September 2015

The other month I read that the earth’s rotation around its own axis is slowing down by about two thousandth of a second every day and so every few years an atomic clock based in Germany updates clocks all around the world by one second.

At junior school in the nineteen forties I was told the earth was slowing down. My Teacher said the ancient Greeks had noticed that all things decayed and eventually stopped, and that they called the process Entropy.

The concept of entropy was further refined around 1868 when Rudolph Clausius, a German physicist concluded his definition of the second law of thermodynamics by saying that, “Entropy always increases with time.”  Nowadays one might possible say, “You can’t stop it stopping.” In 1842 The Scottish Anglican hymn writer Henry Francis Lyte also noticed it and penned the words ‘Change and decay in all around I see, Oh thou who changeth not, Abide in Me.’

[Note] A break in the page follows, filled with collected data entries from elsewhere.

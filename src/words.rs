//! The word corpus that supplies both actions and answers.

use std::{
    fs,
    ops::{Deref, Index},
    path::Path,
};

use rand::{seq::index::sample, Rng};

use crate::{
    puzzle::{encode, Codes},
    CorpusError, Result,
};

/// The number of words kept when a corpus is simplified.
pub const SIMPLIFIED_LEN: usize = 20;

/// An immutable, ordered list of five letter words.
///
/// The corpus is the action vocabulary of a [`WordleEnv`](crate::WordleEnv):
/// action `i` guesses `corpus[i]`. It is also the pool that answers are drawn
/// from. Once loaded it is never mutated, so it can be shared between
/// environments behind an [`Arc`](std::sync::Arc).
///
/// # Examples
///
/// ```rust
/// use wordle_gym::Corpus;
///
/// let corpus = Corpus::from_words(["apple", "plane", "crane"])?;
/// assert_eq!(corpus.len(), 3);
/// assert_eq!(&corpus[1], "plane");
///
/// assert!(Corpus::from_words(["apples"]).is_err());
/// #
/// # Ok::<_, wordle_gym::WordleError>(())
/// ```
#[derive(Clone, Debug, PartialEq, Eq, Hash)]
pub struct Corpus {
    words: Vec<String>,
    codes: Vec<Codes>,
}

impl Corpus {
    /// Reads a newline-delimited word list from `path`.
    ///
    /// Lines are trimmed and blank lines are skipped. Every other line must
    /// be a five letter lowercase word. When `simplify` is true, only
    /// [`SIMPLIFIED_LEN`] words chosen uniformly at random with `rng` are
    /// kept, in file order.
    pub fn load<R: Rng + ?Sized>(
        path: impl AsRef<Path>,
        simplify: bool,
        rng: &mut R,
    ) -> Result<Self> {
        let path = path.as_ref();
        let contents =
            fs::read_to_string(path).map_err(|e| CorpusError::Io(path.to_path_buf(), e))?;

        let corpus = Self::parse(&contents)?;
        if corpus.is_empty() {
            return Err(CorpusError::Empty(path.to_path_buf()).into());
        }

        if simplify {
            Ok(corpus.simplify(rng))
        } else {
            Ok(corpus)
        }
    }

    /// Builds a corpus from words already in memory.
    ///
    /// Applies the same validation as [`load()`](Self::load()), except that
    /// an empty corpus is allowed here and rejected by the environment.
    pub fn from_words<S: AsRef<str>>(words: impl IntoIterator<Item = S>) -> Result<Self> {
        words
            .into_iter()
            .enumerate()
            .map(|(i, w)| validate(i + 1, w.as_ref().trim()))
            .collect::<Result<Corpus>>()
    }

    fn parse(contents: &str) -> Result<Self> {
        contents
            .lines()
            .enumerate()
            .map(|(i, line)| (i + 1, line.trim()))
            .filter(|(_, line)| !line.is_empty())
            .map(|(line, word)| validate(line, word))
            .collect::<Result<Corpus>>()
    }

    /// Keeps a uniform random subsample of at most [`SIMPLIFIED_LEN`] words.
    pub fn simplify<R: Rng + ?Sized>(&self, rng: &mut R) -> Self {
        let amount = SIMPLIFIED_LEN.min(self.words.len());
        let mut chosen = sample(rng, self.words.len(), amount).into_vec();
        chosen.sort_unstable();

        chosen
            .into_iter()
            .map(|i| (self.words[i].clone(), self.codes[i]))
            .collect()
    }

    /// Picks the index of one word uniformly at random.
    ///
    /// Returns `None` only when the corpus is empty.
    pub fn choose<R: Rng + ?Sized>(&self, rng: &mut R) -> Option<usize> {
        if self.words.is_empty() {
            None
        } else {
            Some(rng.gen_range(0..self.words.len()))
        }
    }

    /// The letter codes of the word at `index`.
    ///
    /// # Panics
    ///
    /// Panics if `index` is out of bounds, like slice indexing.
    pub fn codes(&self, index: usize) -> Codes {
        self.codes[index]
    }

    /// Finds the action index of `word`, if it is in the corpus.
    pub fn position(&self, word: &str) -> Option<usize> {
        self.words.iter().position(|w| w == word)
    }
}

fn validate(line: usize, word: &str) -> Result<(String, Codes)> {
    encode(word)
        .map(|codes| (word.to_string(), codes))
        .ok_or_else(|| {
            CorpusError::MalformedWord {
                line,
                word: word.to_string(),
            }
            .into()
        })
}

impl FromIterator<(String, Codes)> for Corpus {
    fn from_iter<T: IntoIterator<Item = (String, Codes)>>(iter: T) -> Self {
        let (words, codes) = iter.into_iter().unzip();
        Corpus { words, codes }
    }
}

impl Deref for Corpus {
    type Target = [String];

    fn deref(&self) -> &Self::Target {
        &self.words
    }
}

impl Index<usize> for Corpus {
    type Output = str;

    fn index(&self, index: usize) -> &Self::Output {
        &self.words[index]
    }
}
//! Letter codes and guess evaluation.

use std::fmt::Display;

use serde::{Deserialize, Serialize};

use crate::WORD_LEN;

/// A word as the grid stores it: one code per letter, `a` = 1 through `z` = 26.
pub type Codes = [u8; WORD_LEN];

/// Encodes a five letter lowercase word into letter codes.
///
/// Returns `None` if `word` is the wrong length or contains anything but
/// lowercase ascii letters.
///
/// # Examples
///
/// ```rust
/// use wordle_gym::puzzle::encode;
///
/// assert_eq!(encode("apple"), Some([1, 16, 16, 12, 5]));
/// assert_eq!(encode("Apple"), None);
/// assert_eq!(encode("apples"), None);
/// ```
pub fn encode(word: &str) -> Option<Codes> {
    let bytes = word.as_bytes();
    if bytes.len() != WORD_LEN || !bytes.iter().all(u8::is_ascii_lowercase) {
        return None;
    }

    let mut codes = [0; WORD_LEN];
    for (code, b) in codes.iter_mut().zip(bytes) {
        *code = b - b'a' + 1;
    }
    Some(codes)
}

/// Turns a letter code back into its letter, or `None` for codes outside 1..=26.
pub fn decode(code: u8) -> Option<char> {
    (1..=26).contains(&code).then(|| (b'a' + code - 1) as char)
}

/// How a guessed letter relates to the answer.
///
/// The discriminants are the codes written into the feedback channel of the
/// grid, chosen so they never collide with letter codes.
#[derive(
    Copy, Clone, PartialEq, Eq, PartialOrd, Ord, Debug, Hash, Serialize, Deserialize,
)]
#[repr(u8)]
pub enum Feedback {
    /// The letter does not appear anywhere in the answer.
    Absent = 27,

    /// The letter appears in the answer, but not at this position.
    Present = 28,

    /// The letter is at this position in the answer.
    Correct = 29,
}

impl Feedback {
    /// The largest code that can appear anywhere in a grid.
    pub const MAX_CODE: u8 = Feedback::Correct as u8;

    pub fn code(self) -> u8 {
        self as u8
    }

    pub fn from_code(code: u8) -> Option<Self> {
        match code {
            27 => Some(Feedback::Absent),
            28 => Some(Feedback::Present),
            29 => Some(Feedback::Correct),
            _ => None,
        }
    }
}

impl Display for Feedback {
    fn fmt(&self, f: &mut std::fmt::Formatter<'_>) -> std::fmt::Result {
        let c = match self {
            Feedback::Absent => '-',
            Feedback::Present => 'y',
            Feedback::Correct => 'g',
        };
        write!(f, "{}", c)
    }
}

/// Grades `guess` against `target`, one [`Feedback`] per position.
///
/// A letter at the same position as in the target is [`Feedback::Correct`].
/// Otherwise it is [`Feedback::Present`] if it occurs anywhere in the
/// target. Occurrences are not consumed: guessing `spool` against `sober`
/// marks both `o`s as present, even though the answer holds only one `o`,
/// unlike the newspaper game.
///
/// # Examples
///
/// ```rust
/// use wordle_gym::puzzle::{encode, evaluate};
/// use wordle_gym::Feedback::*;
///
/// let target = encode("apple").unwrap();
/// let guess = encode("plane").unwrap();
/// assert_eq!(
///     evaluate(&guess, &target),
///     [Present, Present, Present, Absent, Correct]
/// );
/// ```
pub fn evaluate(guess: &Codes, target: &Codes) -> [Feedback; WORD_LEN] {
    let mut res = [Feedback::Absent; WORD_LEN];
    for (i, (g, t)) in guess.iter().zip(target).enumerate() {
        if g == t {
            res[i] = Feedback::Correct;
        } else if target.contains(g) {
            res[i] = Feedback::Present;
        }
    }
    res
}

/// Returns true when every position of a feedback row is correct.
pub fn is_win(row: &[Feedback]) -> bool {
    row.iter().all(|&f| f == Feedback::Correct)
}
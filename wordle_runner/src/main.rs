use std::{fmt::Display, path::PathBuf, process::ExitCode, sync::Arc};

use clap::{Parser, Subcommand};
use env_logger::Builder;
use log::error;
use rand::{rngs::StdRng, Rng, RngCore, SeedableRng};
use wordle_gym::{
    Corpus, EnvConfig, Environment, Harness, Observation, Policy, Space, Verbosity, WordleEnv,
    WordleError,
};

#[derive(Parser)]
#[command(name = "wordle_runner")]
#[command(about = "Play and evaluate policies in the Wordle environment", version)]
struct Cli {
    /// Path to the JSON environment configuration
    #[arg(short, long)]
    config: PathBuf,

    #[command(subcommand)]
    command: Option<Commands>,
}

#[derive(Subcommand)]
enum Commands {
    /// Run many episodes and report reward statistics
    Evaluate {
        /// Number of episodes to run
        #[arg(short, long, default_value = "100")]
        episodes: usize,

        /// Show a progress bar and a table of every episode
        #[arg(short, long)]
        verbose: bool,
    },

    /// Play one episode, printing every guess
    Play,
}

/// Guesses uniformly at random.
struct Random;

impl Display for Random {
    fn fmt(&self, f: &mut std::fmt::Formatter<'_>) -> std::fmt::Result {
        write!(f, "Random")
    }
}

impl Policy for Random {
    fn act(&self, _: &Observation, action_space: &Space, rng: &mut dyn RngCore) -> usize {
        match action_space {
            Space::Discrete { n } => rng.gen_range(0..*n),
            _ => 0,
        }
    }
}

fn main() -> ExitCode {
    let cli = Cli::parse();

    let config = match EnvConfig::from_path(&cli.config) {
        Ok(config) => config,
        Err(e) => {
            eprintln!("error: {}", e);
            return ExitCode::FAILURE;
        }
    };
    log_builder(config.verbosity).parse_default_env().init();

    let res = match cli.command.unwrap_or(Commands::Play) {
        Commands::Evaluate { episodes, verbose } => evaluate(config, episodes, verbose),
        Commands::Play => play(config),
    };
    match res {
        Ok(()) => ExitCode::SUCCESS,
        Err(e) => {
            error!("{}", e);
            eprintln!("error: {}", e);
            ExitCode::FAILURE
        }
    }
}

/// Lets through what the configured verbosity allows. `RUST_LOG` still
/// overrides it when parsed on top.
fn log_builder(verbosity: Verbosity) -> Builder {
    let mut builder = Builder::new();
    builder.filter_level(verbosity.level_filter());
    builder
}

/// Seeds the policy's choices from the configured seed, if there is one.
fn policy_rng(config: &EnvConfig) -> StdRng {
    match config.seed {
        Some(seed) => StdRng::seed_from_u64(seed),
        None => StdRng::from_entropy(),
    }
}

fn evaluate(config: EnvConfig, episodes: usize, verbose: bool) -> Result<(), WordleError> {
    let env = WordleEnv::new(&config)?;
    let corpus: Arc<Corpus> = env.corpus().clone();

    let harness = Harness::new(config).episodes(episodes);
    let harness = if verbose { harness.verbose() } else { harness };
    let record = harness.run(corpus, &Random)?;

    if verbose {
        record.print();
    } else {
        print!("{}", record.summary());
    }
    print!("{}", record.summary().histogram);
    Ok(())
}

fn play(config: EnvConfig) -> Result<(), WordleError> {
    let mut env = WordleEnv::new(&config)?;
    let mut rng = policy_rng(&config);
    let action_space = env.action_space();

    let mut observation = env.reset();
    loop {
        let action = Random.act(&observation, &action_space, &mut rng);
        let step = env.step(action)?;
        println!(
            "guess {}: {} (reward {})",
            env.episode().step_count(),
            &env.corpus()[action],
            step.reward
        );
        observation = step.observation;
        if step.done {
            break;
        }
    }

    println!("{}", env.episode().grid());
    env.render()
}

#[cfg(test)]
mod test {
    use wordle_gym::RewardConfig;

    use super::*;

    fn config() -> EnvConfig {
        let rewards = RewardConfig {
            win_reward: 100,
            right_letter_reward: 5,
            right_position_reward: 10,
            penalty: -20,
        };
        EnvConfig::new(rewards, "words.txt")
    }

    #[test]
    fn logging_follows_configured_verbosity() {
        for verbosity in [
            Verbosity::Debug,
            Verbosity::Info,
            Verbosity::Warning,
            Verbosity::Error,
        ] {
            let logger = log_builder(verbosity).build();
            assert_eq!(logger.filter(), verbosity.level_filter());
        }
    }

    #[test]
    fn seeded_play_repeats_its_guesses() {
        let config = config().seed(17);
        let space = Space::Discrete { n: 1000 };
        let observation = Observation::Flat(vec![0; 60]);

        let mut a = policy_rng(&config);
        let mut b = policy_rng(&config);
        let first: Vec<usize> = (0..6)
            .map(|_| Random.act(&observation, &space, &mut a))
            .collect();
        let second: Vec<usize> = (0..6)
            .map(|_| Random.act(&observation, &space, &mut b))
            .collect();
        assert_eq!(first, second);
    }
}
#[cfg(test)]
mod test {
    use tempfile::NamedTempFile;

    use super::*;
    use crate::{
        episode::{FEEDBACK_CHANNEL, GUESS_CHANNEL},
        mock::captured_logs,
        puzzle::encode,
        Grid, Verbosity, WORD_LEN,
    };

    const REWARDS: RewardConfig = RewardConfig {
        win_reward: 100,
        right_letter_reward: 5,
        right_position_reward: 10,
        penalty: -20,
    };

    const WORDS: [&str; 5] = ["apple", "plane", "xxxxx", "zzzzz", "crane"];

    fn env(mode: ObservationMode) -> WordleEnv {
        let corpus = Arc::new(Corpus::from_words(WORDS).unwrap());
        let config = EnvConfig::new(REWARDS, "words.txt").mode(mode).seed(9);
        WordleEnv::with_corpus(corpus, &config).unwrap()
    }

    fn action(word: &str) -> usize {
        WORDS.iter().position(|w| *w == word).unwrap()
    }

    fn word_file() -> NamedTempFile {
        let mut file = NamedTempFile::new().unwrap();
        for word in WORDS {
            writeln!(file, "{}", word).unwrap();
        }
        file
    }

    #[test]
    fn reset_clears_the_episode() {
        let mut env = env(ObservationMode::Grid);
        env.reset_to("apple").unwrap();
        env.step(action("plane")).unwrap();

        let obs = env.reset();
        assert_eq!(obs, Observation::Grid(Grid::new()));
        assert_eq!(env.episode().step_count(), 0);
        assert_eq!(env.episode().total_reward(), 0);
        assert!(WORDS.contains(&env.episode().target()));
    }

    #[test]
    fn reset_draws_every_word_eventually() {
        let mut env = env(ObservationMode::Grid);
        let mut seen = std::collections::HashSet::new();
        for _ in 0..200 {
            env.reset();
            seen.insert(env.episode().target().to_string());
        }
        assert_eq!(seen.len(), WORDS.len());
    }

    #[test]
    fn first_guess_win() {
        let mut env = env(ObservationMode::Grid);
        env.reset_to("apple").unwrap();
        let step = env.step(action("apple")).unwrap();

        assert_eq!(step.reward, 100);
        assert!(step.done);
        assert!(step.info.is_empty());
        match step.observation {
            Observation::Grid(grid) => assert_eq!(grid[FEEDBACK_CHANNEL][0], [29; WORD_LEN]),
            other => panic!("expected a grid, got {:?}", other),
        }
    }

    #[test]
    fn miss_is_not_done() {
        let mut env = env(ObservationMode::Grid);
        env.reset_to("apple").unwrap();
        let step = env.step(action("xxxxx")).unwrap();

        assert_eq!(step.reward, 0);
        assert!(!step.done);
        assert_eq!(env.episode().grid()[FEEDBACK_CHANNEL][0], [27; WORD_LEN]);
    }

    #[test]
    fn six_misses_end_the_episode() {
        let mut env = env(ObservationMode::Grid);
        env.reset_to("apple").unwrap();

        let guesses = ["plane", "xxxxx", "crane", "zzzzz", "plane", "xxxxx"];
        for (i, guess) in guesses.iter().enumerate() {
            let step = env.step(action(guess)).unwrap();
            assert_eq!(step.done, i == MAX_GUESSES - 1);
        }
        assert_eq!(env.episode().step_count(), MAX_GUESSES);

        assert!(matches!(
            env.step(action("apple")),
            Err(WordleError::OutOfGuesses)
        ));
        assert_eq!(env.episode().step_count(), MAX_GUESSES);
    }

    #[test]
    fn later_win_is_scaled() {
        let mut env = env(ObservationMode::Grid);
        env.reset_to("apple").unwrap();
        env.step(action("xxxxx")).unwrap();
        env.step(action("plane")).unwrap();
        let step = env.step(action("apple")).unwrap();

        assert!(step.done);
        assert_eq!(step.reward, 33);
        assert_eq!(env.episode().total_reward(), 25 + 33);
    }

    #[test]
    fn identical_feedback_is_penalized() {
        let mut env = env(ObservationMode::Grid);
        env.reset_to("apple").unwrap();
        env.step(action("xxxxx")).unwrap();
        let step = env.step(action("zzzzz")).unwrap();

        assert_eq!(step.reward, -20);
        assert!(!step.done);
    }

    #[test]
    fn invalid_action_leaves_episode_alone() {
        let mut env = env(ObservationMode::Grid);
        env.reset_to("apple").unwrap();
        let before = env.episode().clone();

        match env.step(WORDS.len()) {
            Err(WordleError::InvalidAction { action, vocabulary }) => {
                assert_eq!(action, WORDS.len());
                assert_eq!(vocabulary, WORDS.len());
            }
            other => panic!("expected an invalid action, got {:?}", other),
        }
        assert_eq!(env.episode(), &before);
    }

    #[test]
    fn unknown_target_is_rejected() {
        let mut env = env(ObservationMode::Grid);
        assert!(matches!(
            env.reset_to("grape"),
            Err(WordleError::NotInCorpus(word)) if word == "grape"
        ));
    }

    #[test]
    fn flat_matches_flattened_grid() {
        let mut grid_env = env(ObservationMode::Grid);
        let mut flat_env = env(ObservationMode::Flat);
        grid_env.reset_to("crane").unwrap();
        flat_env.reset_to("crane").unwrap();

        for guess in ["plane", "apple", "crane"] {
            let grid = grid_env.step(action(guess)).unwrap();
            let flat = flat_env.step(action(guess)).unwrap();

            assert_eq!(grid.reward, flat.reward);
            assert_eq!(grid.done, flat.done);
            assert_eq!(Observation::Flat(grid.observation.flatten()), flat.observation);
        }
    }

    #[test]
    fn goal_mode_wants_a_win_on_the_next_row() {
        let mut env = env(ObservationMode::Goal);
        env.reset_to("crane").unwrap();
        let step = env.step(action("plane")).unwrap();

        let goal = match step.observation {
            Observation::Goal(goal) => goal,
            other => panic!("expected a goal observation, got {:?}", other),
        };
        assert_eq!(goal.observation, *env.episode().grid());
        assert_eq!(goal.achieved_goal, goal.observation);
        assert_eq!(goal.desired_goal[GUESS_CHANNEL][1], encode("crane").unwrap());
        assert_eq!(goal.desired_goal[FEEDBACK_CHANNEL][1], [29; WORD_LEN]);
        assert_eq!(goal.desired_goal[GUESS_CHANNEL][0], [0; WORD_LEN]);
    }

    #[test]
    fn spaces() {
        let env = env(ObservationMode::Grid);
        assert_eq!(env.action_space(), Space::Discrete { n: WORDS.len() });
        assert_eq!(env.observation_space().shape(), Some(&[2, 6, 5][..]));
        assert!(env.observation_space().contains(&env.observe()));
    }

    #[test]
    fn seeded_environments_agree() {
        let mut a = env(ObservationMode::Grid);
        let mut b = env(ObservationMode::Grid);
        for _ in 0..20 {
            a.reset();
            b.reset();
            assert_eq!(a.episode().target(), b.episode().target());
        }
    }

    #[test]
    fn empty_corpus_is_rejected() {
        let corpus = Arc::new(Corpus::from_words(Vec::<&str>::new()).unwrap());
        let config = EnvConfig::new(REWARDS, "words.txt");
        assert!(matches!(
            WordleEnv::with_corpus(corpus, &config),
            Err(WordleError::Corpus {
                kind: CorpusError::Empty(_)
            })
        ));
    }

    #[test]
    fn builds_from_config_document() {
        let mut words = NamedTempFile::new().unwrap();
        for i in 0..30_u8 {
            writeln!(words, "{}bcde", (b'a' + i % 26) as char).unwrap();
            writeln!(words, "x{}yzz", (b'a' + i % 26) as char).unwrap();
        }

        let mut config = NamedTempFile::new().unwrap();
        write!(
            config,
            r#"{{
                "rl_env": {{
                    "WIN_REWARD": 100,
                    "RIGHT_LETTER_REWARD": 5,
                    "RIGHT_POSITION_REWARD": 10,
                    "PENALTY": -20,
                    "VERBOSITY": "DEBUG",
                    "SIMPLIFY_CORPUS": true,
                    "OBSERVATION_MODE": "FLAT",
                    "SEED": 1
                }},
                "word_file_paths": {{ "valid_words_file_path": {:?} }}
            }}"#,
            words.path()
        )
        .unwrap();

        let mut env = WordleEnv::from_config_path(config.path()).unwrap();
        assert_eq!(env.corpus().len(), crate::words::SIMPLIFIED_LEN);
        assert_eq!(env.mode(), ObservationMode::Flat);
        assert!(env.logger.enabled(Level::Debug));
        assert_eq!(env.reset(), Observation::Flat(vec![0; crate::episode::GRID_LEN]));
    }

    #[test]
    fn logger_respects_verbosity() {
        let logger = EnvLogger::new(LevelFilter::Warn);
        assert!(logger.enabled(Level::Error));
        assert!(logger.enabled(Level::Warn));
        assert!(!logger.enabled(Level::Info));
        assert!(!logger.enabled(Level::Debug));
    }

    #[test]
    fn corpus_load_is_logged_per_instance() {
        let records = captured_logs();
        let quiet_words = word_file();
        let loud_words = word_file();

        WordleEnv::new(&EnvConfig::new(REWARDS, quiet_words.path()).verbosity(Verbosity::Error))
            .unwrap();
        WordleEnv::new(&EnvConfig::new(REWARDS, loud_words.path()).verbosity(Verbosity::Info))
            .unwrap();

        let records = records.lock().unwrap();
        let mentions = |file: &NamedTempFile| {
            let path = file.path().display().to_string();
            records.iter().filter(|r| r.contains(&path)).count()
        };
        assert_eq!(mentions(&quiet_words), 0);
        assert_eq!(mentions(&loud_words), 1);
        let loud_path = loud_words.path().display().to_string();
        assert!(records
            .iter()
            .any(|r| r.starts_with("INFO loaded 5 words") && r.contains(&loud_path)));
    }

    #[test]
    fn render_reveals_answer_once_done() {
        let mut env = env(ObservationMode::Grid);
        env.reset_to("apple").unwrap();
        env.step(action("plane")).unwrap();

        let shown = env.to_string();
        assert!(!shown.contains("Correct word"));
        assert!(shown.contains("Guessed word: plane"));
        assert!(shown.contains("Total reward: 25"));

        assert_eq!(shown.lines().count(), 2);

        env.step(action("apple")).unwrap();
        let mut out = Vec::new();
        env.render_to(&mut out).unwrap();
        let rendered = String::from_utf8(out).unwrap();
        assert!(rendered.contains("Correct word: apple"));
        assert!(rendered.contains("Total reward: 75"));

        let shown = env.to_string();
        assert!(shown.starts_with("Correct word: apple\nGuessed word: apple\nTotal reward: 75\n"));
        assert!(shown.ends_with(&env.episode().grid().to_string()));
    }
}
// storefront/src/errors.rs

use actix_web::http::StatusCode;
use actix_web::{HttpResponse, ResponseError};
use serde_json::json;
use storefront_flow::FlowError;
use thiserror::Error;

use crate::repositories::StoreError;
use crate::services::cart::CartError;

#[derive(Debug, Error)]
pub enum AppError {
  #[error("Validation Error: {0}")]
  Validation(String),

  #[error("Authentication Failed: {0}")]
  Auth(String),

  #[error("Forbidden: {0}")]
  Forbidden(String),

  #[error("Resource Not Found: {0}")]
  NotFound(String),

  #[error("Conflict: {0}")]
  Conflict(String),

  /// A database constraint rejected the write.
  #[error("Integrity Error: {0}")]
  Integrity(String),

  #[error(transparent)]
  Cart(#[from] CartError),

  #[error("Configuration Error: {0}")]
  Config(String),

  #[error("Database Error: {0}")]
  Sqlx(#[source] sqlx::Error),

  #[error("Workflow Error: {source}")]
  Workflow {
    #[from]
    source: FlowError,
  },

  #[error("Internal Server Error: {0}")]
  Internal(String),

  #[error("Pipeline execution was halted by a handler.")]
  PipelineHaltedByHandler,
}

impl From<StoreError> for AppError {
  fn from(err: StoreError) -> Self {
    match err {
      StoreError::NotFound(what) => AppError::NotFound(what),
      StoreError::AlreadyExists(what) => AppError::Validation(format!("{} already exists.", what)),
      StoreError::InvalidReference => AppError::Validation("Referenced resource does not exist.".to_string()),
      StoreError::MissingRequiredData => AppError::Validation("Missing required data.".to_string()),
      StoreError::Integrity(constraint) => AppError::Integrity(constraint),
      StoreError::AlreadyCompleted => AppError::Conflict("Order is already completed.".to_string()),
      StoreError::Sql(e) => AppError::Sqlx(e),
    }
  }
}

impl From<sqlx::Error> for AppError {
  fn from(err: sqlx::Error) -> Self {
    StoreError::from(err).into()
  }
}

impl AppError {
  /// Client-facing message; internals stay in the logs.
  fn public_message(&self) -> String {
    match self {
      AppError::Validation(m)
      | AppError::Auth(m)
      | AppError::Forbidden(m)
      | AppError::NotFound(m)
      | AppError::Conflict(m) => m.clone(),
      AppError::Integrity(_) => "The change conflicts with stored data.".to_string(),
      AppError::Cart(e) => e.to_string(),
      AppError::Config(_) => "Configuration issue".to_string(),
      AppError::Sqlx(_) => "Database operation failed".to_string(),
      AppError::Workflow { .. } => "Workflow processing error".to_string(),
      AppError::Internal(_) => "An internal error occurred".to_string(),
      AppError::PipelineHaltedByHandler => "Process halted by business logic.".to_string(),
    }
  }
}

impl ResponseError for AppError {
  fn status_code(&self) -> StatusCode {
    match self {
      AppError::Validation(_) => StatusCode::BAD_REQUEST,
      AppError::Auth(_) => StatusCode::UNAUTHORIZED,
      AppError::Forbidden(_) => StatusCode::FORBIDDEN,
      AppError::NotFound(_) => StatusCode::NOT_FOUND,
      AppError::Conflict(_) | AppError::Integrity(_) | AppError::PipelineHaltedByHandler => StatusCode::CONFLICT,
      AppError::Cart(CartError::EmptyCart) => StatusCode::CONFLICT,
      AppError::Cart(CartError::Closed) => StatusCode::UNAUTHORIZED,
      AppError::Cart(_) => StatusCode::BAD_REQUEST,
      AppError::Config(_) | AppError::Sqlx(_) | AppError::Workflow { .. } | AppError::Internal(_) => {
        StatusCode::INTERNAL_SERVER_ERROR
      }
    }
  }

  fn error_response(&self) -> HttpResponse {
    let status = self.status_code();
    if status.is_server_error() {
      tracing::error!(application_error = %self, "Responding with error");
    } else {
      tracing::info!(application_error = %self, status = status.as_u16(), "Responding with client error");
    }
    HttpResponse::build(status).json(json!({ "error": self.public_message() }))
  }
}

pub type Result<T, E = AppError> = std::result::Result<T, E>;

My early school teachers included my Great Aunt Mary and she told me that the earth had been molten until its surface cooled, at which point water, vegetation and simple life forms came into being. She also said that the early atmosphere was full of nasty gases and that air temperatures had shot up and down for millions of years. At both school and chapel I was then taught that humans were the last life form to appear and I remember thinking how remarkable it was that both the writers of the Old Testament and the Greeks had got the big picture and sequence of events spot on.

Since those early years I have concluded that there really is nothing new and, although technology does change much, it works with material that already exists. Understanding this helps me to stand aside from those folks who rush around saying we are all doomed because of this or that. Am I alone in noticing that such folk think they have the answers and that these answers usually involve higher taxes and more research?

But, back to the Greeks; we owe our civilisation and much of our way of thinking to the Greeks and they still know something about democracy. This was shown in July when they voted Okhi (No) to austerity – at least some say that’s what it was about, – others say the vote was a reaction to being told by Brussels how they should organise their own priorities.

The final result in true Euro fashion was an expensive Belgium confection called Euro-Fudge and, like all fudge, will eventually melt away, however, some of the grand EU ideas will hang around until they are replaced by others and, it is to be hoped that will not include a caliphate.

I mentioned the word entropy earlier, and should some readers find the writings of the Old Testament and Ancient Greeks a bit depressing cheer-up! The Jews and Greeks who wrote the New Testament are full of hope and optimism. For example, I cannot remember exactly where I read it but the phrase, “Man is that he might have joy,” is stuck in my mind and always brings a twinkle to the eye and a spring in the step.

 Talking about twinkles to the eye, entropy and how some folk do their best to rob us of cheerfulness and hope, reminds me of Amos a wealthy but spritely seventy year-old widower from the mountains of West Virginia.

One day he showed up at the Country Club with a fabulously beautiful twenty eight year-old brunette who knocked the socks off all the members, but she had eyes only for Amos and hung onto his arm devouring his every word.

His friends could not believe their eyes and, when he introduced her as his wife, they were stunned and could not understand what she saw in him. They agreed he must have knocked twenty years off and so eventually asked him how she had been persuaded.

“Well” he said, ‘when she asked my age and I said ninety she did seem a bit surprised but said yes anyway.”